Black Wednesday

I would not have fired Lovie Smith on Wednesday. I would have been wrong.

I believed Lovie Smith deserved one more year to pull the Bucs from the underbelly of the NFL. He inherited a team with bare cupboards. Yes, he had Gerald McCoy, Vincent Jackson, Lavonte David and Darrelle Revis, but baseline talent was about as bad it got in the NFL.

This problem can be traced back to Jon Gruden and Bruce Allen. Nearly a decade of awful drafting left the once mighty Bucs defense old and without proper successors. Gruden’s penchant for recruiting veteran quarterbacks while paying lip service to the draft ensured little hope for the future upon his dismissal.

Like Lovie Smith, former Bucs GM Mark Dominik was dealt a futile hand. He had a underqualified coach in Raheem Morris and no young talent to speak of. He was going to have to rebuild the franchise from scratch.

Like Smith, Dominik’s shortcomings kept the Bucs mired in mediocrity. Though both of the head coaches he worked with tanked, it was the implosion of Josh Freeman and the poor draft picks in the second and third rounds that sunk Dominik.

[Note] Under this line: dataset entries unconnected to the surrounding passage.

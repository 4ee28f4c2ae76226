// Copyright (c) 2025 Felix Kahle.
//
// Permission is hereby granted, free of charge, to any person obtaining
// a copy of this software and associated documentation files (the
// "Software"), to deal in the Software without restriction, including
// without limitation the rights to use, copy, modify, merge, publish,
// distribute, sublicense, and/or sell copies of the Software, and to
// permit persons to whom the Software is furnished to do so, subject to
// the following conditions:
//
// The above copyright notice and this permission notice shall be
// included in all copies or substantial portions of the Software.
//
// THE SOFTWARE IS PROVIDED "AS IS", WITHOUT WARRANTY OF ANY KIND,
// EXPRESS OR IMPLIED, INCLUDING BUT NOT LIMITED TO THE WARRANTIES OF
// MERCHANTABILITY, FITNESS FOR A PARTICULAR PURPOSE AND
// NONINFRINGEMENT. IN NO EVENT SHALL THE AUTHORS OR COPYRIGHT HOLDERS BE
// LIABLE FOR ANY CLAIM, DAMAGES OR OTHER LIABILITY, WHETHER IN AN ACTION
// OF CONTRACT, TORT OR OTHERWISE, ARISING FROM, OUT OF OR IN CONNECTION
// WITH THE SOFTWARE OR THE USE OR OTHER DEALINGS IN THE SOFTWARE.

use crate::solution::err::SolutionError;
use std::{
    fs,
    io::{Read, Write},
    path::Path,
};

/// A candidate routing: one customer sequence per depot.
///
/// Stored 0-based: 0 is the depot, customers keep their 1-based customer
/// id. Solution files are 1-based; the reader converts on load.
#[derive(Debug, Clone, PartialEq, Eq)]
pub struct Routing {
    instance_name: String,
    routes: Vec<Vec<usize>>,
}

impl Routing {
    #[inline]
    pub fn new(instance_name: String, routes: Vec<Vec<usize>>) -> Self {
        Self {
            instance_name,
            routes,
        }
    }

    pub fn from_path(path: impl AsRef<Path>) -> Result<Self, SolutionError> {
        Self::from_contents(&fs::read_to_string(path)?)
    }

    pub fn from_reader<R: Read>(mut r: R) -> Result<Self, SolutionError> {
        let mut contents = String::new();
        r.read_to_string(&mut contents)?;
        Self::from_contents(&contents)
    }

    pub fn from_contents(contents: &str) -> Result<Self, SolutionError> {
        let mut tokens = contents.split_whitespace();

        let instance_name = tokens.next().ok_or(SolutionError::Empty)?.to_string();

        let n_routes: usize = tokens
            .next()
            .ok_or(SolutionError::UnexpectedEof)?
            .parse()?;

        let mut routes = Vec::with_capacity(n_routes);
        for _ in 0..n_routes {
            let len: usize = tokens
                .next()
                .ok_or(SolutionError::UnexpectedEof)?
                .parse()?;
            let mut route = Vec::with_capacity(len);
            for _ in 0..len {
                let id: usize = tokens
                    .next()
                    .ok_or(SolutionError::UnexpectedEof)?
                    .parse()?;
                if id == 0 {
                    return Err(SolutionError::ZeroId);
                }
                route.push(id - 1);
            }
            routes.push(route);
        }

        Ok(Self {
            instance_name,
            routes,
        })
    }

    /// Write in the solution-file format, re-inserting the depot at both
    /// ends of any route that lacks it.
    pub fn write<W: Write>(&self, w: &mut W) -> std::io::Result<()> {
        writeln!(w, "{:<15}", self.instance_name)?;
        writeln!(w)?;
        writeln!(w, " {:>4}", self.routes.len())?;
        writeln!(w)?;

        for route in &self.routes {
            writeln!(w, " {:>4}", route.len())?;
            writeln!(w)?;

            if !route.is_empty() {
                let depot_present = route[0] == 0;
                if !depot_present {
                    write!(w, " {:>4} ", 1)?;
                }
                for &id in route {
                    write!(w, "{:>4} ", id + 1)?;
                }
                if !depot_present {
                    write!(w, " {:>4} ", 1)?;
                }
            }
            writeln!(w)?;
            writeln!(w)?;
        }

        writeln!(w)
    }

    #[inline]
    pub fn instance_name(&self) -> &str {
        &self.instance_name
    }

    #[inline]
    pub fn routes(&self) -> &[Vec<usize>] {
        &self.routes
    }

    #[inline]
    pub fn is_empty(&self) -> bool {
        self.routes.is_empty()
    }

    /// Consecutive location pairs of one route.
    pub fn arcs(&self, depot: usize) -> Vec<(usize, usize)> {
        let route = &self.routes[depot];
        route.windows(2).map(|w| (w[0], w[1])).collect()
    }
}

#[cfg(test)]
mod tests {
    use super::*;

    const SOLUTION: &str = "\
tiny3

    2

    4
  1 2 3 1

    3
  1 3 1

";

    #[test]
    fn reads_routes_zero_based() {
        let sol = Routing::from_contents(SOLUTION).unwrap();
        assert_eq!(sol.instance_name(), "tiny3");
        assert_eq!(sol.routes().len(), 2);
        assert_eq!(sol.routes()[0], vec![0, 1, 2, 0]);
        assert_eq!(sol.routes()[1], vec![0, 2, 0]);
    }

    #[test]
    fn arcs_walk_consecutive_pairs() {
        let sol = Routing::from_contents(SOLUTION).unwrap();
        assert_eq!(sol.arcs(1), vec![(0, 2), (2, 0)]);
    }

    #[test]
    fn write_read_round_trip() {
        let sol = Routing::from_contents(SOLUTION).unwrap();
        let mut buf = Vec::new();
        sol.write(&mut buf).unwrap();
        let again = Routing::from_contents(std::str::from_utf8(&buf).unwrap()).unwrap();
        assert_eq!(again, sol);
    }

    #[test]
    fn writer_inserts_missing_depot() {
        let sol = Routing::new("x".into(), vec![vec![1, 2]]);
        let mut buf = Vec::new();
        sol.write(&mut buf).unwrap();
        let text = String::from_utf8(buf).unwrap();
        // The depot id 1 brackets the customer ids 2 and 3.
        let ids: Vec<&str> = text.split_whitespace().collect();
        assert_eq!(&ids[ids.len() - 4..], &["1", "2", "3", "1"]);
    }

    #[test]
    fn zero_id_is_rejected() {
        let err = Routing::from_contents("x 1 2 0 1").unwrap_err();
        assert!(matches!(err, SolutionError::ZeroId));
    }

    #[test]
    fn empty_file_is_rejected() {
        let err = Routing::from_contents("   ").unwrap_err();
        assert!(matches!(err, SolutionError::Empty));
    }
}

Lovie Smith’s arrival in Tampa Bay was meant to restore the franchise’s tarnished prestige. It was a tall order. Aside from a handful of superstars, the roster resembled old Swiss cheese. Smith would have to make do with no franchise quarterback, no viable edge rushers, two safeties that can’t cover, a hollow offensive line and next to no offensive playmakers.

There’s no question Lovie Smith had his work cut out for him, but that’s why he was so well compensated and given such latitude to pick his players. He had years of success in Chicago, a team he turned around in less than two years. With a decade of experience, he should have been able to turn the franchise around much faster than he was.

Circumstances paid Smith few favors once he was in Tampa Bay.  Offensive coordinator Jeff Tedford fell ill before the 2014 season even started, leaving the Bucs with Marcus Arroyo to call its offensive plays though he had no pro experience.

As rough as Lovie had it coming into Tampa Bay, he only made it worse for himself. Smith and general manager Jason Licht’s 2014 free agent bonanza is well documented and deeply lamented. Smith needed players that would fit his scheme, but apart from Clinton McDonald, every signing failed to live up to expectations.

Good coaches adjust to the talent available (see: Belichick, Bill and Harbaugh, Jim). Lovie Smith refused. He jettisoned Darrelle Revis for Alterraun Verner and Mike Jenkins. Verner was a Pro Bowl player in Tennessee. In Tampa Bay he became a question mark.

What truly damned Lovie Smith was the regression of his defense in 2015. The Bucs went from allowing 25.6 points per game in 2014 to 26.1 points per game this year. They went from 25 turnovers in 2014 to 23 this year. Third down percentage declined from 44 percent to 46 percent.

Make no mistake; this was Lovie Smith’s defense. He picked the free agents to fill the gaps, he dogmatically adhered to his scheme, and if Scott Reynold’s Fab 5 column today is any indication, his conservative demeanor may have contributed to some of the Bucs weak starts in games.

Every head coach and executive is dealt some bad cards, and it takes time to shuffle the deck before the right hand comes around. Lovie Smith may have been able to win in 2016, but he proved this year that he was unlikely to make the Bucs better than cards in his hand.